→ Record set:
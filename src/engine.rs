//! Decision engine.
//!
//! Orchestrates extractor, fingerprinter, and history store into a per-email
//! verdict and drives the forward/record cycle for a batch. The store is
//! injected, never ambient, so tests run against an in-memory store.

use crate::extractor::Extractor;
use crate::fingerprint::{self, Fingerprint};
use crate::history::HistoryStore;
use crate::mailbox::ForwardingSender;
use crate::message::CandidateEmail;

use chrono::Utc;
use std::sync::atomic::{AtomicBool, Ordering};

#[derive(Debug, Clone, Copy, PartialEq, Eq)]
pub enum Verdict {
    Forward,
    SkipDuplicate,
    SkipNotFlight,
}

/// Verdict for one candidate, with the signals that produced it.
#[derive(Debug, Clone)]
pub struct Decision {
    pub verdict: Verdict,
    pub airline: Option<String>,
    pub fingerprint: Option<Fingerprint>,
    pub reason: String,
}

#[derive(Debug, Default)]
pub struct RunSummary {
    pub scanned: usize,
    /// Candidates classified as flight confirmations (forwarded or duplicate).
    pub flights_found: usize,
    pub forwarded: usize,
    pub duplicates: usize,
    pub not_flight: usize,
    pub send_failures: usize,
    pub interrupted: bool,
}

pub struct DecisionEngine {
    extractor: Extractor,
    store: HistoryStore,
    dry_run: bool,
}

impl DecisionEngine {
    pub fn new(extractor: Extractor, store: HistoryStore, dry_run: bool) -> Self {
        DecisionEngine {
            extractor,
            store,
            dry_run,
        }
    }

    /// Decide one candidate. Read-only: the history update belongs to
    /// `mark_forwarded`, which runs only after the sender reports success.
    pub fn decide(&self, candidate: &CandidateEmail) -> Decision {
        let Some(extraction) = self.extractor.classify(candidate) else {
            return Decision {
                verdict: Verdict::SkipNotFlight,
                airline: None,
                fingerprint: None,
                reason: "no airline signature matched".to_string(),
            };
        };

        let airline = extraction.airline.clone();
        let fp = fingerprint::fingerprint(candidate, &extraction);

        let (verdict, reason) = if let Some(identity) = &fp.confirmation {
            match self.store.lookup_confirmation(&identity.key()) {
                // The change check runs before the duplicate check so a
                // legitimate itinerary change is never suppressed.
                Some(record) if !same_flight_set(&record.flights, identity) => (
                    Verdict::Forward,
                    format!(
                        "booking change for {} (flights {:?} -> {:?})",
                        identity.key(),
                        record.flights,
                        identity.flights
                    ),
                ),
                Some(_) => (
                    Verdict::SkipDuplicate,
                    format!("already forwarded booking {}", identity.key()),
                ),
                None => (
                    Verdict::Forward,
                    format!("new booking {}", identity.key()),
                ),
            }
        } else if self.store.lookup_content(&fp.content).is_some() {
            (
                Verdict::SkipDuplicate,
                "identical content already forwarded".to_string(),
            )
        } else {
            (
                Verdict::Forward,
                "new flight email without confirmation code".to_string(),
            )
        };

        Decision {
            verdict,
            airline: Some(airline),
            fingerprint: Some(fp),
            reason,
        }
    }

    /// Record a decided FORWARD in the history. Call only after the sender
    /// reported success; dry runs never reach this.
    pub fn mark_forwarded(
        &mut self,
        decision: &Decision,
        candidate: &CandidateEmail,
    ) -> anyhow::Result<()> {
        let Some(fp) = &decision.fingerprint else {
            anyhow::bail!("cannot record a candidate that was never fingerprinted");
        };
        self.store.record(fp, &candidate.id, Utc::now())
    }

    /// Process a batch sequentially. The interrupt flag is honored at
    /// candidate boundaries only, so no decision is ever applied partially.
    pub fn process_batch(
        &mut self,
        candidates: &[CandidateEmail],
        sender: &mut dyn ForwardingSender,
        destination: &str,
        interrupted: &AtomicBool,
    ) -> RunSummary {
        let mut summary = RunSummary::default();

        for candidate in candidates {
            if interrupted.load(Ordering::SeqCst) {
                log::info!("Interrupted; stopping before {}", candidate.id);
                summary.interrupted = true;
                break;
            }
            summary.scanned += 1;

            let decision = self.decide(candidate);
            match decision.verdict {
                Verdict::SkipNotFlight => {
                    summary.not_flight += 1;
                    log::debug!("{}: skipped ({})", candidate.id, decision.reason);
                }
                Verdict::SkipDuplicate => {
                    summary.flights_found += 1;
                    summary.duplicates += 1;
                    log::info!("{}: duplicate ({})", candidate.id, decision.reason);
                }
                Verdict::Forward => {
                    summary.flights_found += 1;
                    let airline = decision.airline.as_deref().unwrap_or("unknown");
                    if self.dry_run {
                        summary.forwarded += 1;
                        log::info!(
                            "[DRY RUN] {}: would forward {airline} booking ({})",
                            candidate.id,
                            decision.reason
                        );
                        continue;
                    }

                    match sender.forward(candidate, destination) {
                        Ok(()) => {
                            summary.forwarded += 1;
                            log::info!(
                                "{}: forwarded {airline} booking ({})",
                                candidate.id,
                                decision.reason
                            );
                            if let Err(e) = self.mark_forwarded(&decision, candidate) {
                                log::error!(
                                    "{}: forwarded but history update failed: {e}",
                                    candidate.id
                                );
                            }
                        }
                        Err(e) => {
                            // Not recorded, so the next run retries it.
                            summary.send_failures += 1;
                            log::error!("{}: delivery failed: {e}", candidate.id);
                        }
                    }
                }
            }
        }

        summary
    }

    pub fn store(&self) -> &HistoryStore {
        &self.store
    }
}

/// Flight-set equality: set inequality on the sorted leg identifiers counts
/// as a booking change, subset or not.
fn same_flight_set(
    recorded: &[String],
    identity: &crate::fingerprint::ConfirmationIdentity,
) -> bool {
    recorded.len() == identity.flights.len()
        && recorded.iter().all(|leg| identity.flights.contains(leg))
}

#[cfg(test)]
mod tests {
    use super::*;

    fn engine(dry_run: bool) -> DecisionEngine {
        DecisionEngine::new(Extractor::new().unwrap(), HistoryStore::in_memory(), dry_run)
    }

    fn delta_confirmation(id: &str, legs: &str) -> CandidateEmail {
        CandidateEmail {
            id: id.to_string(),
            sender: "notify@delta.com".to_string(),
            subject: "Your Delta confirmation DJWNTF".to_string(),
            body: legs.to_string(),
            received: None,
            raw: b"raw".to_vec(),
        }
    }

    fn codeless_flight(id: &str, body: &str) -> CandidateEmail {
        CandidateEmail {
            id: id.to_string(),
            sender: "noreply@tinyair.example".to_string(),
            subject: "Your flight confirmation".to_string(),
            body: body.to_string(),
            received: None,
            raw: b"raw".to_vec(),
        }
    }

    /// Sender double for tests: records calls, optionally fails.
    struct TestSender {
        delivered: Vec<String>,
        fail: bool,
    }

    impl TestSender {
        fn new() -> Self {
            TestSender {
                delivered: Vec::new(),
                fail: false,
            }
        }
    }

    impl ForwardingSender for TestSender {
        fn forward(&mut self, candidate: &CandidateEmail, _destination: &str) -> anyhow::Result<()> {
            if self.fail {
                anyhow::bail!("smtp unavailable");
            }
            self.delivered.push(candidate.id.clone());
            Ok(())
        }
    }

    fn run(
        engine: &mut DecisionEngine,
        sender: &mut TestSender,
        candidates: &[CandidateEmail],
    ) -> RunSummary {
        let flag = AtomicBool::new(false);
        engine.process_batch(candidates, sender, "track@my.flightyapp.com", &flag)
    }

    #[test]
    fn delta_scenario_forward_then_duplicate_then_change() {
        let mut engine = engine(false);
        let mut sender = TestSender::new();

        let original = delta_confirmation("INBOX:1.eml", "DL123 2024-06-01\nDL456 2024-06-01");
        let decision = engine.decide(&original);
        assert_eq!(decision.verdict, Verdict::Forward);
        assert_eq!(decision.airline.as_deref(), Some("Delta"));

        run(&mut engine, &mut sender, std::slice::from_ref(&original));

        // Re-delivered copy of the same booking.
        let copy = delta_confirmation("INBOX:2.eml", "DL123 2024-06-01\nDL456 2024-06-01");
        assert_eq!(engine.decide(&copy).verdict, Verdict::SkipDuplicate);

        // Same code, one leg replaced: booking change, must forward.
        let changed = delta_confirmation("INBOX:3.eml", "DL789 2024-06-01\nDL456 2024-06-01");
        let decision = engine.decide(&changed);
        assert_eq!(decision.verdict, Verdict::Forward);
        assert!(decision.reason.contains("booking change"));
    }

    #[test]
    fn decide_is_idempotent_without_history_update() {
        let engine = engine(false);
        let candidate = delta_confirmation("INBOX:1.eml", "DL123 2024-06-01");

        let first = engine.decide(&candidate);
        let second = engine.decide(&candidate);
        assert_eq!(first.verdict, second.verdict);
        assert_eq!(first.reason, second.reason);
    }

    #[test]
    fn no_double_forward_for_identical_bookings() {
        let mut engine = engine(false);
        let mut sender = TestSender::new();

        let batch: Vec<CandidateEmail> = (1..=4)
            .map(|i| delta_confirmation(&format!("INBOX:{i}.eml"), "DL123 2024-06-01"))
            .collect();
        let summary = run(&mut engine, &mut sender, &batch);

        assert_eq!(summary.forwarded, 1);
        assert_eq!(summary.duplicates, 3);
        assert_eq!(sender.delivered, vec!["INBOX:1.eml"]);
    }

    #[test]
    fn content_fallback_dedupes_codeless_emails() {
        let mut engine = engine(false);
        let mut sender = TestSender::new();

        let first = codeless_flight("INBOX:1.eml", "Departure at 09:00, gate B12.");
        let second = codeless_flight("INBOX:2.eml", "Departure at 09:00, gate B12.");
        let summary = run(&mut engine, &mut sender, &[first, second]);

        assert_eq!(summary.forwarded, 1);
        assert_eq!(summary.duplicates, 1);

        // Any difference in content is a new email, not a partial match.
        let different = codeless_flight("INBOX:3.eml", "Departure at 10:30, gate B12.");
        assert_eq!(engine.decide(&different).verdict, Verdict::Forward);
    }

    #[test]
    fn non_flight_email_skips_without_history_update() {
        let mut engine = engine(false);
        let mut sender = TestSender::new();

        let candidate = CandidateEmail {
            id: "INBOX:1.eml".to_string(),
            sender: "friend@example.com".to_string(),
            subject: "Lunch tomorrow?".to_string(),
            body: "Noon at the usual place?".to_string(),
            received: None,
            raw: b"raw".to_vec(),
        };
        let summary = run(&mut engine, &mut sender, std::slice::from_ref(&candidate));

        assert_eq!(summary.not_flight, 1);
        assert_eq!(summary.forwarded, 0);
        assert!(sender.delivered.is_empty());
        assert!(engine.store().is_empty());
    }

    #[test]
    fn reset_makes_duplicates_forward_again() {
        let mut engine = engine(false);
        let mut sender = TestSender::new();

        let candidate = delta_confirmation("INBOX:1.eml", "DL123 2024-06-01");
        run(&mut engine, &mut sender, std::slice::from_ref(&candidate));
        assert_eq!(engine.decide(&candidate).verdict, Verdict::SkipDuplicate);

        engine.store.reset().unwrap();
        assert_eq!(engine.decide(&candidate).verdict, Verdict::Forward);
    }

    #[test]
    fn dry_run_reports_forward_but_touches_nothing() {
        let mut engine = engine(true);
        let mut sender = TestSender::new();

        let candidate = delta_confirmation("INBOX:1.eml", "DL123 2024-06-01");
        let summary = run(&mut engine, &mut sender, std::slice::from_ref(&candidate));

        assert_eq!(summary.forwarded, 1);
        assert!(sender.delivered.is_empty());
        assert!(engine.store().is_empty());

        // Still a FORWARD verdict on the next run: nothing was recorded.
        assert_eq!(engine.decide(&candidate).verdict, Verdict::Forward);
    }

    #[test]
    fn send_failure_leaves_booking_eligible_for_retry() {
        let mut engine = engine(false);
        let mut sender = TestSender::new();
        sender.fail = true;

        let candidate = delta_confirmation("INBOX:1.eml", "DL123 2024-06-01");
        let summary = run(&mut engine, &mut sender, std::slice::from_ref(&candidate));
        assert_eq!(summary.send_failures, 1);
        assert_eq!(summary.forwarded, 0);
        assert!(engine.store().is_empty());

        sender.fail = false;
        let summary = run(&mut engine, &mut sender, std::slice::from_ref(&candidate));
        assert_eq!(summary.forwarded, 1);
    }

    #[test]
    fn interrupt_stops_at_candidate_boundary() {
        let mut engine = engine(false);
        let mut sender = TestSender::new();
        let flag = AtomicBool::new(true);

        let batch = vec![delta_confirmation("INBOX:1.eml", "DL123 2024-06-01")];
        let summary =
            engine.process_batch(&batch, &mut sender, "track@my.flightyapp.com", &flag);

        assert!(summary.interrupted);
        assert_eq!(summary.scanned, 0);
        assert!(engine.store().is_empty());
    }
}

→ The task: Reproduce only the lines above, starting at the line with "let decision = engine.decide(&original);" and ending at the line with "the same booking.", exactly as written.

→ Response area:
        let decision = engine.decide(&original);
        assert_eq!(decision.verdict, Verdict::Forward);
        assert_eq!(decision.airline.as_deref(), Some("Delta"));

        run(&mut engine, &mut sender, std::slice::from_ref(&original));

        // Re-delivered copy of the same booking.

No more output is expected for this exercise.